Kemenkes pun telah merespons anggapan pemerintah melanggar kesepakatan. Simak di halaman berikutnya.
Simak video 'Jokowi Teken Perpres, Tolak Vaksinasi Terancam Tak Dapat Bansos':
Kemenkes menjelaskan bahwa Perpres Nomor 14 Tahun 2021 diberlakukan berdasarkan pembahasan sejumlah kementerian/lembaga. Karena itu, Kemenkes mengaku tidak bisa berbicara atas nama sendiri.
"Jadi kita kalau namanya Perpres itu kan merupakan proses di mana bukan hanya Kemenkes. Artinya, dalam hal ini tentunya terlibat kementerian dan lembaga yang lain, dan kalau sudah tahapan perpres itu diberikan kepada Kementerian Hukum dan HAM, tentunya Kemenkes kan tidak bisa berbicara atas nama diri kita sendiri, begitu," kata juru bicara Kemenkes, Nadia Wiweko, saat dihubungi, Senin (15/2).
Berbeda halnya jika aturan yang dikeluarkan berupa peraturan menteri kesehatan (permenkes). Kemenkes menekankan tidak bisa mengendalikan penerbitan perpres.
"Kecuali itu Permenkes ya, kalau Permenkes itu kan benar-benar murni penetapannya dari Kementerian Kesehatan atau Kepmenkes. Kalau namanya Perpres itu pasti melibatkan berbagai kementerian dan lembaga terkait. Jadi bukan membantah Ibu Felly (Ketua Komisi IX DPR RI), cuma nggak bisa dikendalikan lah kalau Perpres itu," terang Nadia.
Kemenkes pun bukan tanpa dukungan. Duo anggota DPR dari Fraksi PDIP membela mereka. Dua-duanya juga bernaung di Komisi IX DPR. Ada Wakil Ketua Komisi IX Charles Honoris dan anggota Komisi IX, Rahmad Handoyo.
"Menurut saya, apabila dikatakan melanggar kesimpulan mungkin belum sampai sana ya. Perlu dilihat penerapannya nanti di lapangan. Pemerintah harus menjadikan opsi denda/sanksi terhadap masyarakat sebagai opsi terakhir. Namun yang terpenting program vaksinasi harus berhasil agar Indonesia bisa segera keluar dari pandemi COVID-19," kata Charles kepada wartawan, Senin (15/2).
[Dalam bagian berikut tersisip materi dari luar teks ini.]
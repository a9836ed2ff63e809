//! Shell command work units.
//!
//! [`ShellUnitFactory`] turns each task description into a command line run
//! by `<shell> -c`. The effective context and model hint are exported to the
//! child as `SWARM_CONTEXT` and `SWARM_MODEL`.

use crate::config::Config;
use crate::core::task::TaskResult;
use crate::error::{Error, Result};
use crate::orchestration::unit::{UnitFactory, WorkUnit};
use async_trait::async_trait;
use std::process::Stdio;
use std::sync::Arc;
use std::time::Duration;
use tokio::process::Command;
use tracing::debug;

/// Default timeout for one shell unit (10 minutes).
pub const DEFAULT_TIMEOUT_SECS: u64 = 600;

/// Default shell used to interpret task descriptions.
pub const DEFAULT_SHELL: &str = "sh";

/// Summary reported by a successful command that printed nothing.
pub const NO_OUTPUT_SUMMARY: &str = "completed with no output";

/// Builds [`ShellUnit`]s.
#[derive(Debug, Clone)]
pub struct ShellUnitFactory {
    shell: String,
    timeout: Duration,
}

impl Default for ShellUnitFactory {
    fn default() -> Self {
        Self {
            shell: DEFAULT_SHELL.to_string(),
            timeout: Duration::from_secs(DEFAULT_TIMEOUT_SECS),
        }
    }
}

impl ShellUnitFactory {
    pub fn new() -> Self {
        Self::default()
    }

    /// Factory using the shell and unit timeout from `config`.
    pub fn from_config(config: &Config) -> Self {
        Self::new()
            .with_shell(config.effective_shell())
            .with_timeout(Duration::from_secs(config.unit_timeout_secs))
    }

    pub fn with_shell(mut self, shell: impl Into<String>) -> Self {
        self.shell = shell.into();
        self
    }

    /// Set the maximum duration a single command may run.
    pub fn with_timeout(mut self, timeout: Duration) -> Self {
        self.timeout = timeout;
        self
    }

    pub fn shell(&self) -> &str {
        &self.shell
    }

    pub fn timeout(&self) -> Duration {
        self.timeout
    }
}

#[async_trait]
impl UnitFactory for ShellUnitFactory {
    async fn create_unit(
        &self,
        description: &str,
        model: Option<&str>,
        context: &str,
    ) -> Result<Arc<dyn WorkUnit>> {
        Ok(Arc::new(ShellUnit {
            command: description.to_string(),
            model: model.map(String::from),
            context: context.to_string(),
            shell: self.shell.clone(),
            timeout: self.timeout,
        }))
    }
}

/// A single shell command with its effective context.
#[derive(Debug, Clone)]
pub struct ShellUnit {
    command: String,
    model: Option<String>,
    context: String,
    shell: String,
    timeout: Duration,
}

#[async_trait]
impl WorkUnit for ShellUnit {
    fn label(&self) -> &str {
        &self.command
    }

    async fn run(&self) -> Result<TaskResult> {
        debug!(shell = %self.shell, command = %self.command, "Running shell unit");

        let mut cmd = Command::new(&self.shell);
        cmd.arg("-c")
            .arg(&self.command)
            .env("SWARM_CONTEXT", &self.context)
            .stdin(Stdio::null())
            .kill_on_drop(true);
        if let Some(model) = &self.model {
            cmd.env("SWARM_MODEL", model);
        }

        let output = tokio::time::timeout(self.timeout, cmd.output())
            .await
            .map_err(|_| Error::Timeout(self.timeout))??;

        let stdout = String::from_utf8_lossy(&output.stdout);
        let stderr = String::from_utf8_lossy(&output.stderr);

        if output.status.success() {
            let summary = stdout.trim();
            Ok(TaskResult::success(if summary.is_empty() {
                NO_OUTPUT_SUMMARY
            } else {
                summary
            }))
        } else {
            let error = if stderr.trim().is_empty() {
                match output.status.code() {
                    Some(code) => format!("exited with status {}", code),
                    None => "terminated by signal".to_string(),
                }
            } else {
                stderr.trim().to_string()
            };
            Ok(TaskResult::failure(stdout.trim(), error))
        }
    }
}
Senada dengan Charles, Handoyo menilai Perpres Nomor 14 Tahun 2021 merupakan bukti kehadiran negara dalam melindungi warganya. Dengan pendekatan persuasif, masyarakat diyakini akan menerima vaksinasi COVID-19.
"Jadi sanksi tidak perlu digunakan. Saya percaya dengan pendekatan persuasif dan sosialisasi yang gencar masyarakat akan mau menerima vaksin karena sebagai kebutuhan pribadi dan kebutuhan bersama," tuturnya.